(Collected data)

++++++++++

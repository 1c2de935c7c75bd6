use std::time::Instant;

use chrono::{Days, Utc};
use nhlproj::{
    init_logging, load_schedule, log_stage_finish, log_stage_output, log_stage_start,
    logging_config_from_env, pipeline_config_from_env, project_games, projection_path,
    read_parquet, write_csv_rows, EntityKind, TeamModels,
};
use tracing::warn;

const STAGE: &str = "project_games";

fn main() -> Result<(), Box<dyn std::error::Error>> {
    let logging = logging_config_from_env();
    init_logging(&logging)?;
    let config = pipeline_config_from_env()?;
    let started = Instant::now();
    log_stage_start(STAGE, &logging, &config.layout.root);

    let team_features = read_parquet(&config.layout.features_path(EntityKind::Team))?;
    let models = TeamModels::load(&config.layout.models_dir())?;

    let today = Utc::now().date_naive();
    let until = today
        .checked_add_days(Days::new(u64::from(config.projection_days)))
        .ok_or("projection window overflows the calendar")?;
    let schedule = load_schedule(&config.schedule_path_or_default(), today, until)?;
    if schedule.is_empty() {
        warn!(
            component = "projection",
            event = "projection.schedule.empty",
            from = %today,
            to = %until
        );
        log_stage_finish(STAGE, started.elapsed().as_millis());
        return Ok(());
    }

    let rows = project_games(&schedule, &team_features, &models)?;
    let path = projection_path(&config.layout.preds_dir(), config.projection_days);
    write_csv_rows(&path, &rows)?;
    log_stage_output(STAGE, &path, rows.len(), None);

    log_stage_finish(STAGE, started.elapsed().as_millis());
    Ok(())
}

++++++++++

- **ASSIGNMENT**: An exact copy of every record is needed; write it out in full.

- **SOLUTION**:
repository 1c2de935c7c75bd6
use std::time::Instant;

use chrono::{Days, Utc};
use nhlproj::{
    init_logging, load_schedule, log_stage_finish, log_stage_output, log_stage_start,
    logging_config_from_env, pipeline_config_from_env, project_games, projection_path,
    read_parquet, write_csv_rows, EntityKind, TeamModels,
};
use tracing::warn;

const STAGE: &str = "project_games";

fn main() -> Result<(), Box<dyn std::error::Error>> {
    let logging = logging_config_from_env();
    init_logging(&logging)?;
    let config = pipeline_config_from_env()?;
    let started = Instant::now();
    log_stage_start(STAGE, &logging, &config.layout.root);

    let team_features = read_parquet(&config.layout.features_path(EntityKind::Team))?;
    let models = TeamModels::load(&config.layout.models_dir())?;

    let today = Utc::now().date_naive();
    let until = today
        .checked_add_days(Days::new(u64::from(config.projection_days)))
        .ok_or("projection window overflows the calendar")?;
    let schedule = load_schedule(&config.schedule_path_or_default(), today, until)?;
    if schedule.is_empty() {
        warn!(
            component = "projection",
            event = "projection.schedule.empty",
            from = %today,
            to = %until
        );
        log_stage_finish(STAGE, started.elapsed().as_millis());
        return Ok(());
    }

    let rows = project_games(&schedule, &team_features, &models)?;
    let path = projection_path(&config.layout.preds_dir(), config.projection_days);
    write_csv_rows(&path, &rows)?;
    log_stage_output(STAGE, &path, rows.len(), None);

    log_stage_finish(STAGE, started.elapsed().as_millis());
    Ok(())
}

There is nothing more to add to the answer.